[Recorded data]
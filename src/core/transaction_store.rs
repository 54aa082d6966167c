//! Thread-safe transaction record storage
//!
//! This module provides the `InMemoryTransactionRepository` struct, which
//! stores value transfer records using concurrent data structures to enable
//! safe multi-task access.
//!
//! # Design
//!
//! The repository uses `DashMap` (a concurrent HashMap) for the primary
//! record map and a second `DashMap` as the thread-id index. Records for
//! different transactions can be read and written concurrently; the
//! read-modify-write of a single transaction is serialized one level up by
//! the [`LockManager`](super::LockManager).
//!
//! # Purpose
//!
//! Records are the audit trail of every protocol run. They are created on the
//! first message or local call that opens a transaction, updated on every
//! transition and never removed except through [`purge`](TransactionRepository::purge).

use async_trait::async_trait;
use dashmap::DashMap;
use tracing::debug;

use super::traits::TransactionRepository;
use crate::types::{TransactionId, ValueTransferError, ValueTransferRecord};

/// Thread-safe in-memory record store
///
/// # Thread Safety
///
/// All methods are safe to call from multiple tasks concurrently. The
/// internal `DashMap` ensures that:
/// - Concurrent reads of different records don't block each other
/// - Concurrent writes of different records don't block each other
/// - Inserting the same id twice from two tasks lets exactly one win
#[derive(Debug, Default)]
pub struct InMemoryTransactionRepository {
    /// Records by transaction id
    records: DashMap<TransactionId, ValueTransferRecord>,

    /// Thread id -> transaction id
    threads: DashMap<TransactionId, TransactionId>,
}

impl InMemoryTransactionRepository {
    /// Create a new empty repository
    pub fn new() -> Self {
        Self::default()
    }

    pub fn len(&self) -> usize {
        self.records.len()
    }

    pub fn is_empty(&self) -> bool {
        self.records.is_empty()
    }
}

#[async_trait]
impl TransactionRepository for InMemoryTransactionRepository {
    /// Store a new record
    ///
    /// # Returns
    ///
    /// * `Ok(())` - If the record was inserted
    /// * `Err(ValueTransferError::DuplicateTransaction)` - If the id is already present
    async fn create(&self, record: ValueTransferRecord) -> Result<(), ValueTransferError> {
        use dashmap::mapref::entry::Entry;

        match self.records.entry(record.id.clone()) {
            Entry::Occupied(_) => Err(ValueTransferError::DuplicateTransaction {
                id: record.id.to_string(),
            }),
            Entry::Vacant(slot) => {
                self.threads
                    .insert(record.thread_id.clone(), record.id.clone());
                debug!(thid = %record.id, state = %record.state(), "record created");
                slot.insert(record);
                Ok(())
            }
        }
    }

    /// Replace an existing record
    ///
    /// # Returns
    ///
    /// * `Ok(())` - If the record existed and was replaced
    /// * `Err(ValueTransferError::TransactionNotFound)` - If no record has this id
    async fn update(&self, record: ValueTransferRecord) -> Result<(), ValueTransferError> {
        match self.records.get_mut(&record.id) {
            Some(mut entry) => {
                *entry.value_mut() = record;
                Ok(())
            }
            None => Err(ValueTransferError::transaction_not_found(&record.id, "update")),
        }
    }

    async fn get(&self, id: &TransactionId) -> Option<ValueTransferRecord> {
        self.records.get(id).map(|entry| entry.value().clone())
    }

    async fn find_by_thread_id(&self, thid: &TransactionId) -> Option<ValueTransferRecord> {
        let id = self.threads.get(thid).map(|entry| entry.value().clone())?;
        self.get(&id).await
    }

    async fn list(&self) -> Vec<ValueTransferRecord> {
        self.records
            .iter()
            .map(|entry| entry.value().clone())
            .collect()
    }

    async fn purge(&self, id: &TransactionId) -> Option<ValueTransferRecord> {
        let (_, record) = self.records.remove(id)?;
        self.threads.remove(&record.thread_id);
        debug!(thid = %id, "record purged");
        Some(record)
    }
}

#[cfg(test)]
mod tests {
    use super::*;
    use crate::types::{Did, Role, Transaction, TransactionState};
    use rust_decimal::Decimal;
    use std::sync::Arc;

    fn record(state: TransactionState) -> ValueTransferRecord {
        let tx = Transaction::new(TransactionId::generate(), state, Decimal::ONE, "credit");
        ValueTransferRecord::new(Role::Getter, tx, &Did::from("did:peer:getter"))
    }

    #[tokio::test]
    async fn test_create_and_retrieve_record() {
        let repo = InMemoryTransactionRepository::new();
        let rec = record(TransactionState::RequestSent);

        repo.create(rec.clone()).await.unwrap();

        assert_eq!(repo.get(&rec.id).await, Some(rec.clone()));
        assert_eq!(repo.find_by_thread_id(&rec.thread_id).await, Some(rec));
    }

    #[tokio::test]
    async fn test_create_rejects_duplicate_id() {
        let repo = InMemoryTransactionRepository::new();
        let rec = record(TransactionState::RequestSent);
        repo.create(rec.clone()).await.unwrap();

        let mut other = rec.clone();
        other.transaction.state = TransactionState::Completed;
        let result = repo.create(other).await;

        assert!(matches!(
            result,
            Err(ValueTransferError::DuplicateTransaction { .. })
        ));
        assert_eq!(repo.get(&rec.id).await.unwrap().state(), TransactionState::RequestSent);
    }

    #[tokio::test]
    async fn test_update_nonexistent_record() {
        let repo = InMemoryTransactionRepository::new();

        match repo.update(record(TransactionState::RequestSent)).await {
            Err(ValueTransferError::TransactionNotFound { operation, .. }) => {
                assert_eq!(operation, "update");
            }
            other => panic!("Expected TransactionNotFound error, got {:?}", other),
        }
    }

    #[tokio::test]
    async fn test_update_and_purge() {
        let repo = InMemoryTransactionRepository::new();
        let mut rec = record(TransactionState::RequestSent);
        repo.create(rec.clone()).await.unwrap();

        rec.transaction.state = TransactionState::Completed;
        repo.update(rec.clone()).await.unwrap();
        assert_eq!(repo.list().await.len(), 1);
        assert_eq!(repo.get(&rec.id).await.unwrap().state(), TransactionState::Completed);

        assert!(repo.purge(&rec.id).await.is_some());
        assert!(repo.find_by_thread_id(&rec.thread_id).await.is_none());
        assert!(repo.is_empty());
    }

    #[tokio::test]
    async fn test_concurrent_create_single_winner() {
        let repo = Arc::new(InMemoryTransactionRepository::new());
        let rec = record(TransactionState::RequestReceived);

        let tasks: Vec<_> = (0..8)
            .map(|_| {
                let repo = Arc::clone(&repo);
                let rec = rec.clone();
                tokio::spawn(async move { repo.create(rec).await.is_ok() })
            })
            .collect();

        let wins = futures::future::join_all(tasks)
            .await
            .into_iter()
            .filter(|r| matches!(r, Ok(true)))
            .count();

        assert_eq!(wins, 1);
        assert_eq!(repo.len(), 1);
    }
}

...

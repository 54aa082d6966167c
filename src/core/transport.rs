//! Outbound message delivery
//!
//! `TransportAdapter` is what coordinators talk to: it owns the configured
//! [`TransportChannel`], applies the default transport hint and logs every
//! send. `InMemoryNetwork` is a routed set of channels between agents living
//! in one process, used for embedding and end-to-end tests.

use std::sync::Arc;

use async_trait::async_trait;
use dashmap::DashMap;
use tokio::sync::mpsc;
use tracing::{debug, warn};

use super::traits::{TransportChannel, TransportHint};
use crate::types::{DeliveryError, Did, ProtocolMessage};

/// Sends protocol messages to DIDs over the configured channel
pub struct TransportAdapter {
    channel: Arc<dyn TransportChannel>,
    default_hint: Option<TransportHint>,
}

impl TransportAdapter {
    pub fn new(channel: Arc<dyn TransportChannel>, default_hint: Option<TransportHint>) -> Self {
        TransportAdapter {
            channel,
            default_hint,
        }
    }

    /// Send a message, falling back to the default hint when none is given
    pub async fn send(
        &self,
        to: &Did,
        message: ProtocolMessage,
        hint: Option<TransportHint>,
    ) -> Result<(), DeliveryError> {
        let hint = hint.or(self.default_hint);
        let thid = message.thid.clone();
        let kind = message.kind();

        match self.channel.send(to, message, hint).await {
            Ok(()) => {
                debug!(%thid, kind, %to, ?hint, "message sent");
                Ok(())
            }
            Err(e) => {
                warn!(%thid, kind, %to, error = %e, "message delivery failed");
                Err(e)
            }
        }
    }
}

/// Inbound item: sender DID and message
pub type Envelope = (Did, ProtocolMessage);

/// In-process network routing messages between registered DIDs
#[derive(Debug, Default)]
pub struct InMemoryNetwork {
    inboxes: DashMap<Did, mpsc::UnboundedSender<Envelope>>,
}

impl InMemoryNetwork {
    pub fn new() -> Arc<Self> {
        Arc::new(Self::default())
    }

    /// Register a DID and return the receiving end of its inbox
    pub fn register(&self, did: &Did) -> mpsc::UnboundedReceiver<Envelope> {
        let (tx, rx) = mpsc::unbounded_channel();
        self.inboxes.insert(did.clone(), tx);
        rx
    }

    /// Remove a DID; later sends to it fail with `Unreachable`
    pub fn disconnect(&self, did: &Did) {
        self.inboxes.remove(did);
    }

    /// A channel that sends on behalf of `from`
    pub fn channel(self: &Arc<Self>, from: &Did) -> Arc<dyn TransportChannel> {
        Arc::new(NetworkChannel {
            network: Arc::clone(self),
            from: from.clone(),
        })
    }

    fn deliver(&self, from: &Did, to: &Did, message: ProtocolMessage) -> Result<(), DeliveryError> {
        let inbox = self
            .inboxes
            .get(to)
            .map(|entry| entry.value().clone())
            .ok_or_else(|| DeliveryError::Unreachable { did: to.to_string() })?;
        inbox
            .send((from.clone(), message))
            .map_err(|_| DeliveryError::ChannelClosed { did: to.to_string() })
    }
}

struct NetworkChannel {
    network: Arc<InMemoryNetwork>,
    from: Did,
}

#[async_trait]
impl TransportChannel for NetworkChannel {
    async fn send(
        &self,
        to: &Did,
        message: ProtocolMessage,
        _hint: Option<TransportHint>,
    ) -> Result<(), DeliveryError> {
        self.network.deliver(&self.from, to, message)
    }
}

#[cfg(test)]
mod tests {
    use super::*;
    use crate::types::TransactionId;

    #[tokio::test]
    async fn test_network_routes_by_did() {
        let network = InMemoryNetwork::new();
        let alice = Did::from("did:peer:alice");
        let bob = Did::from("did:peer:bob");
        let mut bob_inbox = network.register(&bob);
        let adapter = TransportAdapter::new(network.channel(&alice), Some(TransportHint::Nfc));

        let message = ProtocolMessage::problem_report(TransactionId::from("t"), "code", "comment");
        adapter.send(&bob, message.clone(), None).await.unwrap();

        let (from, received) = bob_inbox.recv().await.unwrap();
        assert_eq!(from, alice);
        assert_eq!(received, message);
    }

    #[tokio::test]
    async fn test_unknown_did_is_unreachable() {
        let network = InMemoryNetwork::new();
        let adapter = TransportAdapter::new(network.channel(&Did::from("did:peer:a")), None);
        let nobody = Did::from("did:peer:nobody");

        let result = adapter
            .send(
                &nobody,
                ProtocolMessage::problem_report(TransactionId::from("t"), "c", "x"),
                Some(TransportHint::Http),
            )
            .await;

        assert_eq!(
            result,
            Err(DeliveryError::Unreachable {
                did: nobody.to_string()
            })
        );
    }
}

Assignment:
Looking through the entries, count the lines that hold the word "block" and state that count alone.

Output:
2